Mixed martial arts record
- Total: 33
- Wins: 24
- By knockout: 10
- By submission: 9
- By decision: 5
- Losses: 9
- By knockout: 2
- By submission: 1
- By decision: 6

Other information
- Spouse: Emily
- Website: http://www.spencerfishertheking.com/
- Mixed martial arts record from Sherdog

= Spencer Fisher =

American mixed martial arts fighter

Spencer William Fisher (born May 9, 1976) is a retired American mixed martial artist. A professional competitor from 2002–2012, he is best known for his 17-fight tenure with the UFC, winning "Fight of the Night" honors three times.

==Background==
Fisher was born in Cashiers, North Carolina. He played soccer while growing up, and was also a fan of professional wrestling.
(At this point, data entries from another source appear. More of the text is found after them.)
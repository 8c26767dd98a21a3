use chrono::{DateTime, Utc};
use serde::{Deserialize, Serialize};
use sqlx::FromRow;
use uuid::Uuid;

#[derive(Debug, Clone, Serialize, Deserialize, FromRow)]
pub struct Event {
    pub id: Uuid,
    pub title: String,
    pub location: String,
    pub starts_at: DateTime<Utc>,
    pub created_at: DateTime<Utc>,
    pub updated_at: DateTime<Utc>,
}
use sqlx::PgPool;

#[derive(Clone)]
pub struct AppState {
    pub pool: PgPool,
}
use axum::extract::{Path, State};
use axum::response::{IntoResponse, Response};
use axum::Json;
use rust_decimal::Decimal;
use serde::Deserialize;
use uuid::Uuid;

use crate::models::TicketPlan;
use crate::state::AppState;
use crate::utils::error::AppError;
use crate::utils::response::{created, success};

#[derive(Deserialize)]
pub struct CreatePlanRequest {
    pub name: String,
    pub description: Option<String>,
    pub unit_price: Decimal,
    pub max_quantity: i32,
}

/// Defines a new ticket tier for an event. Availability starts at the full
/// capacity ceiling.
pub async fn create_plan(
    State(state): State<AppState>,
    Path(event_id): Path<Uuid>,
    Json(req): Json<CreatePlanRequest>,
) -> Result<Response, AppError> {
    if req.name.trim().is_empty() {
        return Err(AppError::Validation("plan name must not be empty".to_string()));
    }
    TicketPlan::validate_new(req.unit_price, req.max_quantity).map_err(AppError::Validation)?;

    let exists = sqlx::query_scalar::<_, bool>("SELECT EXISTS (SELECT 1 FROM events WHERE id = $1)")
        .bind(event_id)
        .fetch_one(&state.pool)
        .await?;
    if !exists {
        return Err(AppError::NotFound(format!("event {event_id}")));
    }

    let plan = sqlx::query_as::<_, TicketPlan>(
        "INSERT INTO ticket_plans (event_id, name, description, unit_price, max_quantity, available_quantity) \
         VALUES ($1, $2, $3, $4, $5, $5) \
         RETURNING id, event_id, name, description, unit_price, max_quantity, \
             available_quantity, active, created_at, updated_at",
    )
    .bind(event_id)
    .bind(&req.name)
    .bind(&req.description)
    .bind(req.unit_price)
    .bind(req.max_quantity)
    .fetch_one(&state.pool)
    .await?;

    Ok(created(plan, "Ticket plan created").into_response())
}

pub async fn list_event_plans(
    State(state): State<AppState>,
    Path(event_id): Path<Uuid>,
) -> Result<Response, AppError> {
    let plans = sqlx::query_as::<_, TicketPlan>(
        "SELECT id, event_id, name, description, unit_price, max_quantity, \
             available_quantity, active, created_at, updated_at \
         FROM ticket_plans WHERE event_id = $1 ORDER BY created_at",
    )
    .bind(event_id)
    .fetch_all(&state.pool)
    .await?;

    Ok(success(plans, "Ticket plans retrieved").into_response())
}

/// Non-locking read. The availability shown here is a display hint and may
/// be stale by the time an order is placed; the reservation engine makes
/// the authoritative call under its row lock.
pub async fn get_plan(
    State(state): State<AppState>,
    Path(plan_id): Path<Uuid>,
) -> Result<Response, AppError> {
    let plan = sqlx::query_as::<_, TicketPlan>(
        "SELECT id, event_id, name, description, unit_price, max_quantity, \
             available_quantity, active, created_at, updated_at \
         FROM ticket_plans WHERE id = $1",
    )
    .bind(plan_id)
    .fetch_optional(&state.pool)
    .await?
    .ok_or_else(|| AppError::NotFound(format!("ticket plan {plan_id}")))?;

    Ok(success(plan, "Ticket plan retrieved").into_response())
}
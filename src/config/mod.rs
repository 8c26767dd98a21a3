use std::env;

pub mod cors;
pub mod security;

pub use cors::create_cors_layer;
pub use security::create_security_headers_layer;

pub struct Config {
    pub database_url: String,
    pub port: u16,
    pub max_connections: u32,
}

impl Config {
    pub fn from_env() -> Self {
        Self {
            database_url: env::var("DATABASE_URL")
                .unwrap_or_else(|_| "postgres://localhost/boxoffice".to_string()),
            port: env::var("PORT")
                .ok()
                .and_then(|p| p.parse().ok())
                .unwrap_or(3001),
            max_connections: env::var("DATABASE_MAX_CONNECTIONS")
                .ok()
                .and_then(|n| n.parse().ok())
                .unwrap_or(5),
        }
    }
}
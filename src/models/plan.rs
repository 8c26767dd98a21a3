use chrono::{DateTime, Utc};
use rust_decimal::Decimal;
use serde::{Deserialize, Serialize};
use sqlx::FromRow;
use uuid::Uuid;

/// One purchasable tier of one event, with a fixed capacity ceiling.
///
/// `available_quantity` is the authoritative inventory counter. It is only
/// ever written by the reservation engine, inside a row-locked transaction;
/// everything else reads it without locking and may observe stale values.
#[derive(Debug, Clone, Serialize, Deserialize, FromRow)]
pub struct TicketPlan {
    pub id: Uuid,
    pub event_id: Uuid,
    pub name: String,
    pub description: Option<String>,
    pub unit_price: Decimal,
    pub max_quantity: i32,
    pub available_quantity: i32,
    pub active: bool,
    pub created_at: DateTime<Utc>,
    pub updated_at: DateTime<Utc>,
}

impl TicketPlan {
    /// Validates organizer-supplied fields at tier-creation time.
    pub fn validate_new(unit_price: Decimal, max_quantity: i32) -> Result<(), String> {
        if unit_price < Decimal::ZERO {
            return Err("unit price must not be negative".to_string());
        }
        if max_quantity <= 0 {
            return Err("max quantity must be a positive integer".to_string());
        }
        Ok(())
    }
}

#[cfg(test)]
mod tests {
    use super::*;
    use rust_decimal_macros::dec;

    #[test]
    fn accepts_free_tier() {
        assert!(TicketPlan::validate_new(Decimal::ZERO, 50).is_ok());
    }

    #[test]
    fn rejects_negative_price() {
        assert!(TicketPlan::validate_new(dec!(-0.01), 10).is_err());
    }

    #[test]
    fn rejects_non_positive_capacity() {
        assert!(TicketPlan::validate_new(dec!(25.00), 0).is_err());
        assert!(TicketPlan::validate_new(dec!(25.00), -3).is_err());
    }
}
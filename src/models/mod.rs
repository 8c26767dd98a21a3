pub mod event;
pub mod order;
pub mod plan;

pub use event::Event;
pub use order::{
    OrderStatus, OrderTotals, PaymentStatus, ReservationState, TicketOrder, TicketOrderItem,
};
pub use plan::TicketPlan;
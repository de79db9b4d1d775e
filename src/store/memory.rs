use async_trait::async_trait;
use mongodb::bson::oid::ObjectId;
use tokio::sync::RwLock;

use super::{creation_timestamp, RecipeStore, StoreError, StoreResult};
use crate::types::{Recipe, RecipeInput};
use crate::validation::validate_recipe;

/// In-process recipe store.
///
/// Ids are generated in the same object-id format the MongoDB backend uses,
/// so clients cannot tell the two apart. The uniqueness check and the write
/// happen under one write lock.
#[derive(Debug, Default)]
pub struct InMemoryRecipeStore {
    recipes: RwLock<Vec<Recipe>>,
}

impl InMemoryRecipeStore {
    pub fn new() -> Self {
        Self::default()
    }

    pub async fn len(&self) -> usize {
        self.recipes.read().await.len()
    }

    pub async fn is_empty(&self) -> bool {
        self.recipes.read().await.is_empty()
    }
}

#[async_trait]
impl RecipeStore for InMemoryRecipeStore {
    async fn find(&self) -> StoreResult<Vec<Recipe>> {
        Ok(self.recipes.read().await.clone())
    }

    async fn find_by_id(&self, id: &str) -> StoreResult<Option<Recipe>> {
        let recipes = self.recipes.read().await;
        Ok(recipes.iter().find(|recipe| recipe.id == id).cloned())
    }

    async fn create(&self, input: RecipeInput) -> StoreResult<Recipe> {
        let fields = validate_recipe(&input).map_err(StoreError::Validation)?;

        let mut recipes = self.recipes.write().await;
        if recipes.iter().any(|recipe| recipe.title == fields.title) {
            tracing::debug!("Rejecting duplicate title: {}", fields.title);
            return Err(StoreError::DuplicateTitle);
        }

        let recipe = Recipe::from_fields(ObjectId::new().to_hex(), fields, creation_timestamp());
        recipes.push(recipe.clone());
        Ok(recipe)
    }

    async fn find_by_id_and_update(&self, id: &str, input: RecipeInput) -> StoreResult<Option<Recipe>> {
        let fields = validate_recipe(&input).map_err(StoreError::Validation)?;

        let mut recipes = self.recipes.write().await;
        let Some(index) = recipes.iter().position(|recipe| recipe.id == id) else {
            return Ok(None);
        };
        if recipes
            .iter()
            .any(|recipe| recipe.id != id && recipe.title == fields.title)
        {
            return Err(StoreError::DuplicateTitle);
        }

        let updated = Recipe::from_fields(id.to_string(), fields, recipes[index].created_at);
        recipes[index] = updated.clone();
        Ok(Some(updated))
    }

    async fn delete_by_id(&self, id: &str) -> StoreResult<Option<Recipe>> {
        let mut recipes = self.recipes.write().await;
        let Some(index) = recipes.iter().position(|recipe| recipe.id == id) else {
            return Ok(None);
        };
        Ok(Some(recipes.remove(index)))
    }
}
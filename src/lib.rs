//! # Recipe Catalog
//!
//! A recipe catalog service: a REST API over a document store of recipes,
//! and a client for front ends that list, show, and edit them.
//!
//! ## Modules
//!
//! - [`server`] - axum handlers for list/get/create/update/delete
//! - [`store`] - the [`RecipeStore`] contract with MongoDB and in-memory backends
//! - [`validation`] - recipe constraints shared by server and client
//! - [`client`] - HTTP client and screen view-state
//! - [`config`] - environment configuration for the server binary
//!
//! ## Quick Start
//!
//! ```no_run
//! use std::sync::Arc;
//! use recipe_catalog::{server, InMemoryRecipeStore};
//!
//! # async fn example() -> anyhow::Result<()> {
//! let app = server::router(Arc::new(InMemoryRecipeStore::new()), &[]);
//! let listener = tokio::net::TcpListener::bind("127.0.0.1:5001").await?;
//! server::serve(listener, app, tokio_util::sync::CancellationToken::new()).await?;
//! # Ok(())
//! # }
//! ```

pub mod client;
pub mod config;
pub mod server;
pub mod store;
pub mod types;
pub mod validation;

pub use client::RecipeClient;
pub use store::{InMemoryRecipeStore, MongoRecipeStore, RecipeStore, StoreError};
pub use types::{Recipe, RecipeInput};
Fisher was introduced to martial arts, when he began practicing Shotokan Karate and Jeet Kun Do at a young age in his school's cafeteria. Fisher then transitioned to boxing in 1992 and began training for MMA soon after. Before becoming a professional fighter, he worked in landscaping and security.

==Mixed martial arts career==
===Early career===
Fisher made his professional mixed martial arts debut in 2002 and compiled a record of 14–1 before being signed by the UFC.

===Ultimate Fighting Championship===
He made his UFC debut at Ultimate Fight Night 2, scoring a second-round submission victory over Thiago Alves. He then defeated Aaron Riley at Ultimate Fight Night 3 by TKO due to a doctor stoppage after the first round after Fisher broke Riley's Jaw with strikes. Perhaps Fisher's most notable early fight was with Canadian kickboxer Sam Stout on the undercard of UFC 58. When Stout's original opponent Kenny Florian sustained an injury in training that left him unable to compete, Fisher took the fight on very late notice, reportedly having to cut twenty pounds in the final two days leading up to the match. Although Fisher seemed to land the harder punches, Stout landed more and came away with a controversial split decision.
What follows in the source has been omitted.